Stored entries:
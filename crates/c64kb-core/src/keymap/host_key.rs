//! Normalized host key identity.
//!
//! This is the key representation the mapping tables are keyed by.  The
//! capture layer (terminal, window system, test harness) converts whatever
//! it receives into a [`HostKey`] before anything else looks at it.
//!
//! # Where is the Shift modifier? (for beginners)
//!
//! There is no separate shift flag.  The host keyboard layout has already
//! decided which character a key press produces, so pressing Shift+1 on a
//! Swiss-German layout arrives as `HostKey::Char('+')` and plain 1 arrives as
//! `HostKey::Char('1')`.  The C64 table then says which of those characters
//! needs the C64's own shift line held down.  A side effect is that the table
//! only matches layouts that produce the same characters as the one it was
//! written for; other layouts get partial coverage.

/// A single key press as seen by the mapping tables.
#[derive(Debug, Clone, Copy, PartialEq, Eq, Hash)]
pub enum HostKey {
    // Editing cluster
    Backspace,
    Insert,
    Enter,
    Escape,
    Space,
    Home,
    End,

    // Cursor keys
    Left,
    Right,
    Up,
    Down,

    /// Either Control key.  Doubles as the Commodore key / fire button.
    Ctrl,

    // Function keys
    F1,
    F2,
    F3,
    F4,
    F5,
    F6,
    F7,
    F8,
    F9,
    F10,
    F11,
    F12,

    /// A printable character, exactly as the host layout produced it.
    Char(char),
}

impl HostKey {
    /// Returns the function key with the given 1-based number.
    ///
    /// Returns `None` for numbers outside `1..=12`.
    pub fn function(number: u8) -> Option<Self> {
        let key = match number {
            1 => HostKey::F1,
            2 => HostKey::F2,
            3 => HostKey::F3,
            4 => HostKey::F4,
            5 => HostKey::F5,
            6 => HostKey::F6,
            7 => HostKey::F7,
            8 => HostKey::F8,
            9 => HostKey::F9,
            10 => HostKey::F10,
            11 => HostKey::F11,
            12 => HostKey::F12,
            _ => return None,
        };
        Some(key)
    }

    /// Returns the printable character carried by this key, if any.
    ///
    /// [`HostKey::Space`] counts as printable so prompts can echo it.
    pub fn printable(self) -> Option<char> {
        match self {
            HostKey::Char(c) => Some(c),
            HostKey::Space => Some(' '),
            _ => None,
        }
    }
}

impl From<char> for HostKey {
    /// Wraps a character, folding the ones with a dedicated named key.
    fn from(c: char) -> Self {
        match c {
            ' ' => HostKey::Space,
            '\r' | '\n' => HostKey::Enter,
            '\u{8}' | '\u{7f}' => HostKey::Backspace,
            '\u{1b}' => HostKey::Escape,
            other => HostKey::Char(other),
        }
    }
}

GOAL OF THE EXERCISE: Would you transcribe the records above exactly, leaving nothing out?

RESULT:
filename crates/c64kb-core/src/keymap/host_key.rs
//! Normalized host key identity.
//!
//! This is the key representation the mapping tables are keyed by.  The
//! capture layer (terminal, window system, test harness) converts whatever
//! it receives into a [`HostKey`] before anything else looks at it.
//!
//! # Where is the Shift modifier? (for beginners)
//!
//! There is no separate shift flag.  The host keyboard layout has already
//! decided which character a key press produces, so pressing Shift+1 on a
//! Swiss-German layout arrives as `HostKey::Char('+')` and plain 1 arrives as
//! `HostKey::Char('1')`.  The C64 table then says which of those characters
//! needs the C64's own shift line held down.  A side effect is that the table
//! only matches layouts that produce the same characters as the one it was
//! written for; other layouts get partial coverage.

/// A single key press as seen by the mapping tables.
#[derive(Debug, Clone, Copy, PartialEq, Eq, Hash)]
pub enum HostKey {
    // Editing cluster
    Backspace,
    Insert,
    Enter,
    Escape,
    Space,
    Home,
    End,

    // Cursor keys
    Left,
    Right,
    Up,
    Down,

    /// Either Control key.  Doubles as the Commodore key / fire button.
    Ctrl,

    // Function keys
    F1,
    F2,
    F3,
    F4,
    F5,
    F6,
    F7,
    F8,
    F9,
    F10,
    F11,
    F12,

    /// A printable character, exactly as the host layout produced it.
    Char(char),
}

impl HostKey {
    /// Returns the function key with the given 1-based number.
    ///
    /// Returns `None` for numbers outside `1..=12`.
    pub fn function(number: u8) -> Option<Self> {
        let key = match number {
            1 => HostKey::F1,
            2 => HostKey::F2,
            3 => HostKey::F3,
            4 => HostKey::F4,
            5 => HostKey::F5,
            6 => HostKey::F6,
            7 => HostKey::F7,
            8 => HostKey::F8,
            9 => HostKey::F9,
            10 => HostKey::F10,
            11 => HostKey::F11,
            12 => HostKey::F12,
            _ => return None,
        };
        Some(key)
    }

    /// Returns the printable character carried by this key, if any.
    ///
    /// [`HostKey::Space`] counts as printable so prompts can echo it.
    pub fn printable(self) -> Option<char> {
        match self {
            HostKey::Char(c) => Some(c),
            HostKey::Space => Some(' '),
            _ => None,
        }
    }
}

impl From<char> for HostKey {
    /// Wraps a character, folding the ones with a dedicated named key.
    fn from(c: char) -> Self {
        match c {
            ' ' => HostKey::Space,
            '\r' | '\n' => HostKey::Enter,
            '\u{8}' | '\u{7f}' => HostKey::Backspace,
            '\u{1b}' => HostKey::Escape,
            other => HostKey::Char(other),
        }
    }
}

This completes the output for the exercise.